About this task. Your answer should be a single number: how many lines in the data below hold the string "radial".

··········

/// Inertia of a hollow mesh whose walls have the given thickness.
pub fn shell_mesh_inertia(mesh: &TriangleMesh, thickness: f64, density: f64) -> InertiaTensor {
    let mut area = 0.0;
    let mut weighted = DVec3::ZERO;
    let mut second_moment = DMat3::ZERO;
    for [a, b, c] in mesh.triangles() {
        let (a, b, c) = (a.as_dvec3(), b.as_dvec3(), c.as_dvec3());
        let tri_area = 0.5 * (b - a).cross(c - a).length();
        let sum = a + b + c;
        area += tri_area;
        weighted += tri_area * sum / 3.0;
        second_moment += (outer(a, a) + outer(b, b) + outer(c, c) + outer(sum, sum))
            * (tri_area / 12.0);
    }

    let mass = area * thickness * density;
    if mass <= 0.0 {
        warn!("shell mesh has non-positive mass ({mass}); centre of mass set to origin");
        return InertiaTensor::ZERO;
    }
    let center_of_mass = weighted / area;
    let second_moment = second_moment * (thickness * density);
    let trace = second_moment.x_axis.x + second_moment.y_axis.y + second_moment.z_axis.z;
    let about_origin = DMat3::from_diagonal(DVec3::splat(trace)) - second_moment;
    InertiaTensor {
        mass,
        center_of_mass,
        tensor: about_origin - parallel_axis(mass, center_of_mass),
    }
}

pub fn sphere_inertia(radius: f64, density: f64) -> InertiaTensor {
    let mass = density * 4.0 / 3.0 * PI * radius.powi(3);
    centered(mass, DVec3::splat(0.4 * mass * radius * radius))
}

pub fn box_inertia(half_extents: DVec3, density: f64) -> InertiaTensor {
    let h = half_extents;
    let mass = density * 8.0 * h.x * h.y * h.z;
    let k = mass / 3.0;
    centered(
        mass,
        DVec3::new(
            k * (h.y * h.y + h.z * h.z),
            k * (h.x * h.x + h.z * h.z),
            k * (h.x * h.x + h.y * h.y),
        ),
    )
}

/// Solid cylinder with its axis along Y.
pub fn cylinder_inertia(radius: f64, half_height: f64, density: f64) -> InertiaTensor {
    let mass = density * PI * radius * radius * 2.0 * half_height;
    let radial = mass * (3.0 * radius * radius + 4.0 * half_height * half_height) / 12.0;
    centered(mass, DVec3::new(radial, 0.5 * mass * radius * radius, radial))
}

/// Solid torus with its symmetry axis along Y.
pub fn torus_inertia(major_radius: f64, minor_radius: f64, density: f64) -> InertiaTensor {
    let (big, small) = (major_radius, minor_radius);
    let mass = density * 2.0 * PI * PI * big * small * small;
    let axial = mass * (big * big + 0.75 * small * small);
    let radial = mass * (0.5 * big * big + 0.625 * small * small);
    centered(mass, DVec3::new(radial, axial, radial))
}

/// Accumulates children, each given by its principal mass properties and the transform of
/// its geometry frame in the common frame, into one tensor about the aggregate centre of mass.
pub fn combine<'a, I>(children: I) -> InertiaTensor
where
    I: IntoIterator<Item = (&'a MassProperties, &'a Transform)>,
{
    let placed: Vec<(f64, DVec3, DMat3)> = children
        .into_iter()
        .map(|(props, origin)| {
            let rotation =
                glam::Mat3::from_quat((origin.rotation * props.principal_axes).normalize())
                    .as_dmat3();
            let tensor = rotation
                * DMat3::from_diagonal(props.principal_inertia.as_dvec3())
                * rotation.transpose();
            let com = origin.transform_point(props.center_of_mass).as_dvec3();
            (props.mass as f64, com, tensor)
        })
        .collect();

    let mass: f64 = placed.iter().map(|(m, _, _)| m).sum();
    if mass <= 0.0 {
        warn!("compound has non-positive total mass ({mass}); centre of mass set to origin");
        return InertiaTensor::ZERO;
    }
    let center_of_mass = placed.iter().map(|(m, c, _)| *c * *m).sum::<DVec3>() / mass;
    let tensor = placed
        .iter()
        .fold(DMat3::ZERO, |acc, (m, c, t)| {
            acc + *t + parallel_axis(*m, *c - center_of_mass)
        });

    InertiaTensor {
        mass,
        center_of_mass,
        tensor,
    }
}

··········

Exercise output. 4